TORONTO  -- Canada's new assisted suicide law to be announced on Thursday will exclude non-Canadians, which means Americans won't be able to travel to Canada to die.

A senior government official told The Associated Press late Wednesday the new law will exclude non-Canadians, precluding the prospect of suicide tourism from the U.S. and elsewhere. The official spoke on condition of anonymity because they were not authorized to discuss details ahead of the Thursday morning announcement.

The law will also will exclude those who experience mental illness or psychiatric conditions. It will also ban advance consent. That is, it won't allow requests to end one's life in the future.

The Supreme Court last year struck down laws that bar doctors from helping someone die, but put the ruling on hold while the government came up with a new law. Prime Minister Justin Trudeau's Liberal government asked for a four-month extension to come up with the new law. Canada's justice minister is due to announce details on Thursday.

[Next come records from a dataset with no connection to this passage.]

//! # API REST
//!
//! REST gateway in front of the EHR gRPC backend.
//!
//! Handles:
//! - HTTP endpoints with axum
//! - JSON shape validation before any RPC is made
//! - Mapping of gRPC status codes onto HTTP responses
//! - OpenAPI/Swagger documentation
//!
//! Uses `api-shared` for the generated gRPC client.

#![warn(rust_2018_idioms)]

pub mod config;
pub mod error;
pub mod extract;
pub mod handlers;
pub mod models;

pub use config::GatewayConfig;
pub use error::GatewayError;

use api_shared::pb::ehr_client::EhrClient;
use axum::routing::get;
use axum::Router;
use tonic::transport::{Channel, Endpoint};
use tower_http::cors::CorsLayer;
use tower_http::trace::TraceLayer;
use utoipa::OpenApi;
use utoipa_swagger_ui::SwaggerUi;

/// Shared by every handler. The channel connects lazily and is cheap to clone.
#[derive(Clone)]
pub struct AppState {
    client: EhrClient<Channel>,
    backend_url: String,
}

impl AppState {
    pub fn new(channel: Channel, backend_url: impl Into<String>) -> Self {
        Self {
            client: EhrClient::new(channel),
            backend_url: backend_url.into(),
        }
    }

    /// Builds state for `backend_url` without dialling it; the first RPC opens the connection.
    pub fn connect_lazy(backend_url: &str) -> anyhow::Result<Self> {
        let channel = Endpoint::from_shared(backend_url.to_owned())?.connect_lazy();
        Ok(Self::new(channel, backend_url))
    }

    pub fn client(&self) -> EhrClient<Channel> {
        self.client.clone()
    }

    pub fn backend_url(&self) -> &str {
        &self.backend_url
    }
}

#[derive(OpenApi)]
#[openapi(
    info(title = "EHR API Gateway", version = "1.0.0"),
    paths(
        handlers::root,
        handlers::create_patient,
        handlers::get_patient,
        handlers::list_patients,
        handlers::search_patient,
        handlers::replace_patient,
        handlers::patch_patient,
        handlers::delete_patient,
    ),
    components(schemas(
        models::PatientCreate,
        models::PatientReplace,
        models::PatientPatchBody,
        models::PatientResponse,
        models::DeleteResponse,
        models::ErrorResponse,
        models::RootResponse,
    ))
)]
pub struct ApiDoc;

/// Builds the gateway router with CORS, request tracing and the Swagger UI.
pub fn router(state: AppState) -> Router {
    Router::new()
        .route("/", get(handlers::root))
        .route(
            "/patients",
            get(handlers::list_patients).post(handlers::create_patient),
        )
        .route("/patients/search/:patient_id", get(handlers::search_patient))
        .route(
            "/patients/:uuid",
            get(handlers::get_patient)
                .put(handlers::replace_patient)
                .patch(handlers::patch_patient)
                .delete(handlers::delete_patient),
        )
        .merge(SwaggerUi::new("/swagger-ui").url("/api-docs/openapi.json", ApiDoc::openapi()))
        .layer(TraceLayer::new_for_http())
        .layer(CorsLayer::permissive())
        .with_state(state)
}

Assisted suicide is legal in Switzerland, Germany, Albania, Colombia, Japan and in the U.S. states of Washington, Oregon, Vermont, New Mexico and Montana. The Netherlands, Belgium and Luxembourg allow doctors, under strict conditions, to euthanize patients whose medical conditions have been judged hopeless and who are in great pain.

It has been more than 20 years since the case of another patient with Lou Gehrig's disease, Sue Rodriguez, gripped Canada as she fought for the right to assisted suicide. She lost her appeal but took her own life with the help of an anonymous doctor in 1994, at the age of 44.